##### INPUT RECORDS #####

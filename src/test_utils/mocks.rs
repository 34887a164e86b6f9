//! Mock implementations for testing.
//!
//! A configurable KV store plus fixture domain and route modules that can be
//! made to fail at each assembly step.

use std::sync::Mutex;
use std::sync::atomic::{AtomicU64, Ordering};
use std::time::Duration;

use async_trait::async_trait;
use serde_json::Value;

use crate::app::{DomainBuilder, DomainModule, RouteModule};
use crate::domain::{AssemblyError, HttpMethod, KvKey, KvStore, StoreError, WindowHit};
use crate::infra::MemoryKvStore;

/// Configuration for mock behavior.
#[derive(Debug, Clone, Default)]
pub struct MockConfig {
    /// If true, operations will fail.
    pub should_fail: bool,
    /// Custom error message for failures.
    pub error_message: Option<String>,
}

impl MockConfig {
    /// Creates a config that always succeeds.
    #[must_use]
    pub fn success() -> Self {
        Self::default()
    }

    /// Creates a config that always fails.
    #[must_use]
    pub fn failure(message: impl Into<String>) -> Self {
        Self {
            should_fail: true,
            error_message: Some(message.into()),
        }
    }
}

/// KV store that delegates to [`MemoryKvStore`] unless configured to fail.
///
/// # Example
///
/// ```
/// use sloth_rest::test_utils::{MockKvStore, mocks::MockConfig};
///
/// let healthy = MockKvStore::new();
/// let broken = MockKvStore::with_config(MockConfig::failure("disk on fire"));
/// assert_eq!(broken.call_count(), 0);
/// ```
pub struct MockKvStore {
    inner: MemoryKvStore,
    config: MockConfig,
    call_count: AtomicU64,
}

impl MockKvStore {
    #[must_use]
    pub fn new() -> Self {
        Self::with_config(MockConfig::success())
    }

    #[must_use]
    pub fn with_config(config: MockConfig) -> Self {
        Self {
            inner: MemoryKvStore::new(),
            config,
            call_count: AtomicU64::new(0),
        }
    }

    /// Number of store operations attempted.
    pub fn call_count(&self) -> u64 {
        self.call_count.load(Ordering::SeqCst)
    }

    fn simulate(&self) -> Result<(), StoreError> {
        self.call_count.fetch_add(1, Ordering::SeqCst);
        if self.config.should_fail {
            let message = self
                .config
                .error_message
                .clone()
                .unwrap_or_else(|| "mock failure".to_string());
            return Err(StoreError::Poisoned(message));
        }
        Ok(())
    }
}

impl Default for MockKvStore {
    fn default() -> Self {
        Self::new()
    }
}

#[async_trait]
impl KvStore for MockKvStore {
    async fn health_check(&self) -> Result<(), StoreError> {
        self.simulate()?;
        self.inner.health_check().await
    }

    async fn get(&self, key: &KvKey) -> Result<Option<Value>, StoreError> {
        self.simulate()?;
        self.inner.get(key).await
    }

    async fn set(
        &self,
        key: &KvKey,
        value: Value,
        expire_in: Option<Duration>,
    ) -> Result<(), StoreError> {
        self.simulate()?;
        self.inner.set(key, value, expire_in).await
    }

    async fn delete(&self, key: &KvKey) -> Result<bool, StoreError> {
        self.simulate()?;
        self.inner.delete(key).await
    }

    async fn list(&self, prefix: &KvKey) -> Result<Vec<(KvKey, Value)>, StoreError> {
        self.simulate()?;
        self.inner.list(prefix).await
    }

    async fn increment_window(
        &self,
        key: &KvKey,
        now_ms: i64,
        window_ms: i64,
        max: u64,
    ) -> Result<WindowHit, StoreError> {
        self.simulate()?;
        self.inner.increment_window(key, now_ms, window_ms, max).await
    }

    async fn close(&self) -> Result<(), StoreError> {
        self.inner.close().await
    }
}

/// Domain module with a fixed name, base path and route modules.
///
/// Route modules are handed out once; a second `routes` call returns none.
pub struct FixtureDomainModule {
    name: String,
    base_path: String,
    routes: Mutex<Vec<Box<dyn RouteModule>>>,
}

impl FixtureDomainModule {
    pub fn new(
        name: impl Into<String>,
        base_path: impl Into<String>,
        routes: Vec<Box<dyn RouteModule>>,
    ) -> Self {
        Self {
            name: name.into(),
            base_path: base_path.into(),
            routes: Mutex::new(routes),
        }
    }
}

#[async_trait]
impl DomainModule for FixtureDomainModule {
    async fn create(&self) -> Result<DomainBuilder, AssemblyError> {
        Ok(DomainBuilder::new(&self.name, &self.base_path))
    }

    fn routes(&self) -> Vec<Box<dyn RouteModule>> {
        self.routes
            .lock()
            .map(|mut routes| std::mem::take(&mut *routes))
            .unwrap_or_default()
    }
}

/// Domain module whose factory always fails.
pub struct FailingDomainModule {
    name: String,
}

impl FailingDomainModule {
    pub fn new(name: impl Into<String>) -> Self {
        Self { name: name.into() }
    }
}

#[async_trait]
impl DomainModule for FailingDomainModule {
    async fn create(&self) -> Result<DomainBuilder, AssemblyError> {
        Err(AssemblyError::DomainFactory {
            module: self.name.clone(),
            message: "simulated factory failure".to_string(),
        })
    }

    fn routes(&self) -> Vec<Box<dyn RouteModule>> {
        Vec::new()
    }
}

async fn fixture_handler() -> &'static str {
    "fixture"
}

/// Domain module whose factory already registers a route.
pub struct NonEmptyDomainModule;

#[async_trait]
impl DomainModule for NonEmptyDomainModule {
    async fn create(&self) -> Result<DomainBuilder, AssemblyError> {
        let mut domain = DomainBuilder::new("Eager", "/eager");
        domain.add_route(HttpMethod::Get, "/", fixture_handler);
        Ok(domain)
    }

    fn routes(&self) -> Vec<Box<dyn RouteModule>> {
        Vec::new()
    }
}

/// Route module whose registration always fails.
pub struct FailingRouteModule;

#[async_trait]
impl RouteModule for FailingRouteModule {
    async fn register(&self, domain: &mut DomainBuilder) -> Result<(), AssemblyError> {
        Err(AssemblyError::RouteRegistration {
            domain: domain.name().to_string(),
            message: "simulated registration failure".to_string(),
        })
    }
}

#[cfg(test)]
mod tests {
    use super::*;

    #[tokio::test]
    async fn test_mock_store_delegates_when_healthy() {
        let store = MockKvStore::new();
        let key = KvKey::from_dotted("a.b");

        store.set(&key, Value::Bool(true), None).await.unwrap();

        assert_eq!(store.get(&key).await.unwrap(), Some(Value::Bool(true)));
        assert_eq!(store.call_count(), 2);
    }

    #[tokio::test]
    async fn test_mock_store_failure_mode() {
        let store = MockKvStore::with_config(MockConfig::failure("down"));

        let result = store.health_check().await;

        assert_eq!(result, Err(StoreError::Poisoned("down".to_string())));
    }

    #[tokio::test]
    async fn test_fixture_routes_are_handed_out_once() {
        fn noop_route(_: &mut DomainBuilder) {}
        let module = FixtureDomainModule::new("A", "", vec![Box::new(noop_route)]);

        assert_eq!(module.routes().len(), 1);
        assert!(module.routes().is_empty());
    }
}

#####
##### INPUT RECORDS #####

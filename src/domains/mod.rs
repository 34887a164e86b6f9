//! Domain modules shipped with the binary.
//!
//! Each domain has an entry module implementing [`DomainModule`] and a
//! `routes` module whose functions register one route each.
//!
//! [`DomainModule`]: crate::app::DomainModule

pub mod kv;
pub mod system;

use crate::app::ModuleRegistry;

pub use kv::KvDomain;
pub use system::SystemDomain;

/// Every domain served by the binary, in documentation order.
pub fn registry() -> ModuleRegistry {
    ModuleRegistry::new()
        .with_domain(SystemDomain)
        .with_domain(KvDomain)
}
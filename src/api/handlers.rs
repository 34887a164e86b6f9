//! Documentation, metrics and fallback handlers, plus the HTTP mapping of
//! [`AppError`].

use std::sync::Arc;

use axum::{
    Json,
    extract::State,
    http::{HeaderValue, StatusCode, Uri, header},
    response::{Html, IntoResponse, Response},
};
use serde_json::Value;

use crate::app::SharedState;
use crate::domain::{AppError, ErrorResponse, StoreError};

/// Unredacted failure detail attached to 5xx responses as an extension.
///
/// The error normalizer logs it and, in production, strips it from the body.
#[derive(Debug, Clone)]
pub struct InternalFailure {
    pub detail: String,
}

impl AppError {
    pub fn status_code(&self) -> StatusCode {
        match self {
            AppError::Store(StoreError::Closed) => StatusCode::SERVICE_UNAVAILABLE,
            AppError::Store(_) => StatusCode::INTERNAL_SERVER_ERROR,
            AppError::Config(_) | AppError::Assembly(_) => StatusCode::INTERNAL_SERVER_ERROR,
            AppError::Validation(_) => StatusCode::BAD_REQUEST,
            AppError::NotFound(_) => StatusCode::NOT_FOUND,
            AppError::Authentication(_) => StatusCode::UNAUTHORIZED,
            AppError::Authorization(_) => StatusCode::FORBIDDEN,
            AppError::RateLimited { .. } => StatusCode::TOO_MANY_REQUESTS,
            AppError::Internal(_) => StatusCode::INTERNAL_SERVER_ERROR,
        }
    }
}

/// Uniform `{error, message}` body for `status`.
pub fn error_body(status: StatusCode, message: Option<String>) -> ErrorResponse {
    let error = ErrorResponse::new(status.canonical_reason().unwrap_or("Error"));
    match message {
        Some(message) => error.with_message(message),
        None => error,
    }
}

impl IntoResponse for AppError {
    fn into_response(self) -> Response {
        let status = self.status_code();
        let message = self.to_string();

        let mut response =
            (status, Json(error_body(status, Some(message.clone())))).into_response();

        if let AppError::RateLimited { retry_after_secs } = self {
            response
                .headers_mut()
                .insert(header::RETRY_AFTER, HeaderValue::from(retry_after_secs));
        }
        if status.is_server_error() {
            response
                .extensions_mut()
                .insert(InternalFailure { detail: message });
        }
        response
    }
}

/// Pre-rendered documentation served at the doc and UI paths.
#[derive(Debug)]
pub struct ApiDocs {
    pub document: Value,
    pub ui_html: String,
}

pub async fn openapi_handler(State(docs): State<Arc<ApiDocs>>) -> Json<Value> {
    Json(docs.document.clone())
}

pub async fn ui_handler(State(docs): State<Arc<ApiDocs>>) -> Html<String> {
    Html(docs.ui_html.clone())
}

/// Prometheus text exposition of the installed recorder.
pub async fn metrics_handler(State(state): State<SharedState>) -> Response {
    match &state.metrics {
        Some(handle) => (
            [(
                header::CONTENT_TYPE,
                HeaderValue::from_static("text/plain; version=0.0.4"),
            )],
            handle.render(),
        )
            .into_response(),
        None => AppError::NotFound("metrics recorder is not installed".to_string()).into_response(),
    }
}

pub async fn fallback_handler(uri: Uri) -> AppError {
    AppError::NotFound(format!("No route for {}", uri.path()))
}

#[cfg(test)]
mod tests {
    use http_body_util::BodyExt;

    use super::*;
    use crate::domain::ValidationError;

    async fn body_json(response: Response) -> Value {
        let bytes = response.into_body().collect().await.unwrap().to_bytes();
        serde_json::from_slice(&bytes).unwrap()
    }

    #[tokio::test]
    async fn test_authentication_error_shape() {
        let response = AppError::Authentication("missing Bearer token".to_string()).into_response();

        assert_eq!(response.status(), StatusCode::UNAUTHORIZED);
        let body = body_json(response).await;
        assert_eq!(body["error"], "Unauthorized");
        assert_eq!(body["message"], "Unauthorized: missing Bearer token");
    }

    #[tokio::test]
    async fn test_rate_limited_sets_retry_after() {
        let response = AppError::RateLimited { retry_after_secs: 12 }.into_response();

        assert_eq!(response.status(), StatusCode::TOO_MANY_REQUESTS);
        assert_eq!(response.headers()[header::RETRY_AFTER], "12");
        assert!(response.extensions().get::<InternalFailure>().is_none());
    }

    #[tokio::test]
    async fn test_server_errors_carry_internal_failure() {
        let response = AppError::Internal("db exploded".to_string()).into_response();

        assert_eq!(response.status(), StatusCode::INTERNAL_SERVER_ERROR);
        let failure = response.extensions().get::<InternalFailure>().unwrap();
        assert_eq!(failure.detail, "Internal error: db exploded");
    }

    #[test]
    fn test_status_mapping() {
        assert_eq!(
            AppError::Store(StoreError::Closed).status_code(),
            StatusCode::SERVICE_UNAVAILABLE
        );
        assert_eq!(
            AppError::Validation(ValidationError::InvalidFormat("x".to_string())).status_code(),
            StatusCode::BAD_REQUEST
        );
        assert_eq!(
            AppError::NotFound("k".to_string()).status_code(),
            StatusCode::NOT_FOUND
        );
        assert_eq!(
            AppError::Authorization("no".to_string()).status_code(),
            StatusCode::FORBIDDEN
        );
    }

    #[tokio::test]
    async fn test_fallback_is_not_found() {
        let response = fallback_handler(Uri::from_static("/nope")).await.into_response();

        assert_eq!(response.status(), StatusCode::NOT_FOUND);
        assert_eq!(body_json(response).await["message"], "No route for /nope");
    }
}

#####

*TASK ITEM*:
Please show every line of the records that holds the word "served".

*EXPECTED ANSWER*:
/// Every domain served by the binary, in documentation order.
/// Pre-rendered documentation served at the doc and UI paths.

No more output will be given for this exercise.